Keywords: Electrohydrodynamic printing, bone tissue engineering, microscale scaffold, hydroxyapatite nanoparticles
1.Introduction
Natural bone is a typical hierarchical biocomposite containing collagen fibers and hydroxyapatite (HA) crystals (Fig. 1a), which determine its mechanical properties and biological functions
[1]
. Recapitulating such structural and compositional
organization in synthetic scaffolds can provide a biomimetic microenvironment for cellular attachment, proliferation and differentiation and finally facilitate bone regeneration
[2]
. To mimic the structural microenvironment of natural bone,
electrospinning has been widely used to fabricate nanoscale fibers from various biopolymers
[3]
, which were further
reinforced with nHA [4]. However, the electrospun scaffolds were mostly limited to two-dimensional membranes and the orientation of the micro/nanoscale fibers were poorly controlled. Electrohydrodynamic printing (EHDP), combining the principles of electrospinning and additive manufacturing, has emerged as a new subject to fabricate high-resolution three-dimensional (3D) fibrous structures in a controlled manner [5]. Ahmad et al. employed EHDP to generate 3D patterns of nHA topographies in a high resolution [6]. Thian et al. prepared various nHA patterns by EHDP to mimic the dimension of mineral components in natural bone that enhanced cellular differentiation
[7]
. Rasekh et al. coupled EHDP with solvent evaporation techniques to fabricate PCL/nHA composite
scaffolds with fine fiber arrangements
[8]
. However, few studies have been conducted to fabricate microscale composite
bone scaffolds based on melt EHDP. In this study we aim to use melt EHDP to fabricate microscale PCL/nHA scaffolds with precise microfiber orientations and arrangements to better mimic collagen fibers and HA crystals composites in natural bone. The biological properties of the resultant composite scaffolds were evaluated by cell culture experiments.

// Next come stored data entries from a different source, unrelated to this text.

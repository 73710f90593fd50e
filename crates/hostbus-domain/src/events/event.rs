//! Event payloads exchanged between producers and listeners
//!
//! Events are immutable once constructed and carry no identity beyond their
//! variant and payload. They are created by domain handlers or by the stream
//! connection machinery and consumed by any number of listeners.

use serde::{Deserialize, Serialize};
use std::collections::BTreeMap;

/// Settings snapshot carried by [`SettingsChangedEvent`]; values may be null
pub type SettingsData = BTreeMap<String, Option<String>>;

/// Notification broadcast to interested listeners
#[derive(Debug, Clone, PartialEq, Serialize, Deserialize)]
#[serde(tag = "type")]
pub enum Event {
    /// Marker emitted when an event stream has been (re)established
    StreamInit,
    /// Long-running operation progress
    Progress(ProgressEvent),
    /// Settings were changed
    SettingsChanged(SettingsChangedEvent),
    /// Translations for a location/culture were changed
    TranslationsChanged(TranslationsChangedEvent),
}

impl Event {
    /// Stable name of the event variant, used in logs
    pub fn kind(&self) -> &'static str {
        match self {
            Self::StreamInit => "StreamInit",
            Self::Progress(_) => "Progress",
            Self::SettingsChanged(_) => "SettingsChanged",
            Self::TranslationsChanged(_) => "TranslationsChanged",
        }
    }

    /// Whether this is the stream-established marker
    pub fn is_stream_init(&self) -> bool {
        matches!(self, Self::StreamInit)
    }
}

/// Progress of a long-running operation
#[derive(Debug, Clone, PartialEq, Serialize, Deserialize)]
pub struct ProgressEvent {
    /// Completion ratio, conventionally in `0.0..=1.0`
    pub progress: f32,
    /// Optional human readable status
    pub status_text: Option<String>,
}

impl ProgressEvent {
    /// Create a progress event
    pub fn new(progress: f32, status_text: Option<String>) -> Self {
        Self {
            progress,
            status_text,
        }
    }
}

/// Settings were changed at `version`
#[derive(Debug, Clone, PartialEq, Serialize, Deserialize)]
pub struct SettingsChangedEvent {
    /// Settings version after the change
    pub version: i64,
    /// Changed values; `None` when only the version is announced
    pub data: Option<SettingsData>,
}

/// Translations were changed for a location and culture
#[derive(Debug, Clone, PartialEq, Serialize, Deserialize)]
pub struct TranslationsChangedEvent {
    /// Location (resource set) the translations belong to
    pub location: String,
    /// Culture name, e.g. `en-US`
    pub culture: String,
    /// Catalog version after the change
    pub version: i64,
    /// New catalog; `None` when consumers must reload it themselves
    pub data: Option<TranslationCatalog>,
}

/// Translated texts keyed by resource key
#[derive(Debug, Clone, Default, PartialEq, Eq, Serialize, Deserialize)]
pub struct TranslationCatalog {
    entries: BTreeMap<String, String>,
}

impl TranslationCatalog {
    /// Create an empty catalog
    pub fn new() -> Self {
        Self::default()
    }

    /// Add or replace a translation
    pub fn insert<K: Into<String>, V: Into<String>>(&mut self, key: K, value: V) {
        self.entries.insert(key.into(), value.into());
    }

    /// Look up a translation
    pub fn get(&self, key: &str) -> Option<&str> {
        self.entries.get(key).map(String::as_str)
    }

    /// Number of translations
    pub fn len(&self) -> usize {
        self.entries.len()
    }

    /// Whether the catalog is empty
    pub fn is_empty(&self) -> bool {
        self.entries.is_empty()
    }

    /// Iterate over `(key, text)` pairs in key order
    pub fn iter(&self) -> impl Iterator<Item = (&str, &str)> {
        self.entries.iter().map(|(k, v)| (k.as_str(), v.as_str()))
    }
}

impl<K: Into<String>, V: Into<String>> FromIterator<(K, V)> for TranslationCatalog {
    fn from_iter<I: IntoIterator<Item = (K, V)>>(iter: I) -> Self {
        Self {
            entries: iter
                .into_iter()
                .map(|(k, v)| (k.into(), v.into()))
                .collect(),
        }
    }
}

impl From<ProgressEvent> for Event {
    fn from(event: ProgressEvent) -> Self {
        Self::Progress(event)
    }
}

impl From<SettingsChangedEvent> for Event {
    fn from(event: SettingsChangedEvent) -> Self {
        Self::SettingsChanged(event)
    }
}

impl From<TranslationsChangedEvent> for Event {
    fn from(event: TranslationsChangedEvent) -> Self {
        Self::TranslationsChanged(event)
    }
}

2.Materials and methods 2.1. Materials PCL(Mw=80000 g/mol)with medical grade was bought from Jinan Daigang Biomaterial Co., Ltd (China). nHA was bought from Aladdin Reagent Co., LTD (China). Live/dead viability/cytotoxicity kit and Alexa Fluor 594 phalloidin were purchased from Invitrogen (USA) for cell viability and cytoskeleton staining. 4', 6-diamidino-2-phenylindole (DAPI) and AlamarBlue were purchased from Life Science International (USA) for cell nuclei staining and cellular
activities testing. All other reagents were analytical grade. To prepare PCL/nHA composite materials, 5 g PCL raw material was melted at the temperature of 80 o C. 0.4 g nHA particles were added into PCL melts and thoroughly stirred at the temperature of 80 o C for 2 h. The composite materials were allowed to solidify at the temperature of 4 o C for 1 h. The resultant PCL/nHA composites were cut into small pieces for future use.
2.2 Melt electrohydrodynamic printing of microscale PCL/nHA composite scaffolds The schematic process to fabricate PCL/nHA composite scaffolds is illustrated in Fig. 1b. Briefly, PCL/nHA composite pieces were loaded into a stainless syringe that was immersed in a temperature-controlled water circulating system. The temperature was increased to 70 o C to melt PCL/nHA composites. The glass slides were coated with a thin layer of transparent indium tin oxide (ITO) film as the conductive collecting substrate. To initialize the electrohydrodynamic printing process, the printing nozzle with the inner diameter of 340 μm was grounded and a conductive glass collector mounted onto a XY moving stage was connected with the positive terminal of a high voltage generator. The electric force between the nozzle and the collector would induce the electrohydrodynamic jetting of tiny filaments without needle blockage. The filament diameter was much smaller than that of the nozzle. By controlling the movement of the XY stage, a user-specific pattern could be obtained. A 3D microscale fibrous scaffold could be printed by stacking the tiny filaments in a layer-by-layer manner. In this study, the voltage, moving speed, nozzle-to-collector distance and feeding rate were fixed at 3 KV, 30 mm/s, 3 mm and 10 μL/h respectively. For cell experiment, a thin layer of agarose film was precoated onto the glass slide to avoid the attachment of cells on the glass surface.
2.3 Characterization of the microscale PCL/nHA composite scaffolds Scanning electron microscope (SEM, SU8010, Hitachi, Japan) was used to characterize the morphologies of the printed composite scaffolds after sputtering a thin layer of gold layer. To verify the existence of nHA in the fibrous structures, X-ray diffraction (XRD) was carried out using X-ray Diffractometer (XRD-7000, Shimadu, Japan) in the 2 θ range of
10°- 65° and a scan speed of 8°/min. Pure PCL and nHA were used as the control.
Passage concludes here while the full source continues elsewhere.